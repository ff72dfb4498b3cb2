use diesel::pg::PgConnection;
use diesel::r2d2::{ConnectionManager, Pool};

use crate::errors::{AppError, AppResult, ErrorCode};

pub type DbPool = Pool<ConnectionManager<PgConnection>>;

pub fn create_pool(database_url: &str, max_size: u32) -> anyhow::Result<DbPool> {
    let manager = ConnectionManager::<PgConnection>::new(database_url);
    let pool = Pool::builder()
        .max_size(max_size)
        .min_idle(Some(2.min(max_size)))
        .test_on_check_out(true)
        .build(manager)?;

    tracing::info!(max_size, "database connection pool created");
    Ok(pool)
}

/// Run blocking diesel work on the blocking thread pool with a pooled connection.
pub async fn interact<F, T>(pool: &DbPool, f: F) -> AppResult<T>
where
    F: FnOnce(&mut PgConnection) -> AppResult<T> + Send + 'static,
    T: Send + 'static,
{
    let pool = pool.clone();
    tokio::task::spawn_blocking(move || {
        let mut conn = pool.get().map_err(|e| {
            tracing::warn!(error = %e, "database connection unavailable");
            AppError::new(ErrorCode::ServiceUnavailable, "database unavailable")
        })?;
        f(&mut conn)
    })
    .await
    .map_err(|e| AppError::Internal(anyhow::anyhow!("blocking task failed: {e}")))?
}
* * *
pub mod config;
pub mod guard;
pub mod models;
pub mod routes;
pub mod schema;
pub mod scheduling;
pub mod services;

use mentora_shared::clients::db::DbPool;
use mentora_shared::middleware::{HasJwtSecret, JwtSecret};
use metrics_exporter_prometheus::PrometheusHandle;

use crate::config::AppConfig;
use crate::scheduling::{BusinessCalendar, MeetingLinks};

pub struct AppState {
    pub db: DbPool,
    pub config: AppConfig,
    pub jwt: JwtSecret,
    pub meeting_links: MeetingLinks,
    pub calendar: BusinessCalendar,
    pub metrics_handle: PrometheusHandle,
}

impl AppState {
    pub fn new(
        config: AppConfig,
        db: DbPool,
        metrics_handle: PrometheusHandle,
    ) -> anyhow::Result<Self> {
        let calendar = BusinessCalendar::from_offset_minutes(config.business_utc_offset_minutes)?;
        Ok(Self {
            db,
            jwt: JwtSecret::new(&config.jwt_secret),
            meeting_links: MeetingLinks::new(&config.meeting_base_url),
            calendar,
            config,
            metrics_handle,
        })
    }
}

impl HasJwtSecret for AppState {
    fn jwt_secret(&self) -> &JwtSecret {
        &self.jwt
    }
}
* * *
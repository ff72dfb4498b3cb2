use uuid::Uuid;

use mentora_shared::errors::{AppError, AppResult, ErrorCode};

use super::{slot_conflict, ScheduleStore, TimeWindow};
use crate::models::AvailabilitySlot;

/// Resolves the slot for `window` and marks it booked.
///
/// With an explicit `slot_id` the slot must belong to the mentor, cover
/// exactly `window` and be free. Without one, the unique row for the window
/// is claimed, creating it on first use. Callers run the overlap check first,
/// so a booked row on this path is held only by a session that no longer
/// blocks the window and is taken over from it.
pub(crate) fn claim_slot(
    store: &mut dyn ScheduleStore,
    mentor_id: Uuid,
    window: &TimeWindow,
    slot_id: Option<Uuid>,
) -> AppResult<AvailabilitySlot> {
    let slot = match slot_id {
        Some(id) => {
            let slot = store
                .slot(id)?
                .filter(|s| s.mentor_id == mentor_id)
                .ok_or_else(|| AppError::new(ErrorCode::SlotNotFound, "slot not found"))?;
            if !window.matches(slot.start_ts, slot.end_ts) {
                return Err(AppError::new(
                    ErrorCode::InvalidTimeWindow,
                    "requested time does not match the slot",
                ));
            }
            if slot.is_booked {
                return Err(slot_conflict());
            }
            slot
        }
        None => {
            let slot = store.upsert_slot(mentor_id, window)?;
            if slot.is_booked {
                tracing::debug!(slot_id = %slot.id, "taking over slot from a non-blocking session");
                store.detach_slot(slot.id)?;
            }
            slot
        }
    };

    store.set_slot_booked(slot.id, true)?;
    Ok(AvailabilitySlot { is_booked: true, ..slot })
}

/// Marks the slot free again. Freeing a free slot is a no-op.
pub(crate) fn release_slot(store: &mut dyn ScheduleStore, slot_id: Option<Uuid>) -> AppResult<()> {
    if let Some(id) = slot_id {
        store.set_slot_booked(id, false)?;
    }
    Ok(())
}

Exercise brief:
Could you give the number of lines in the data above that contain the string "crate", with no other words?

Completed exercise:
6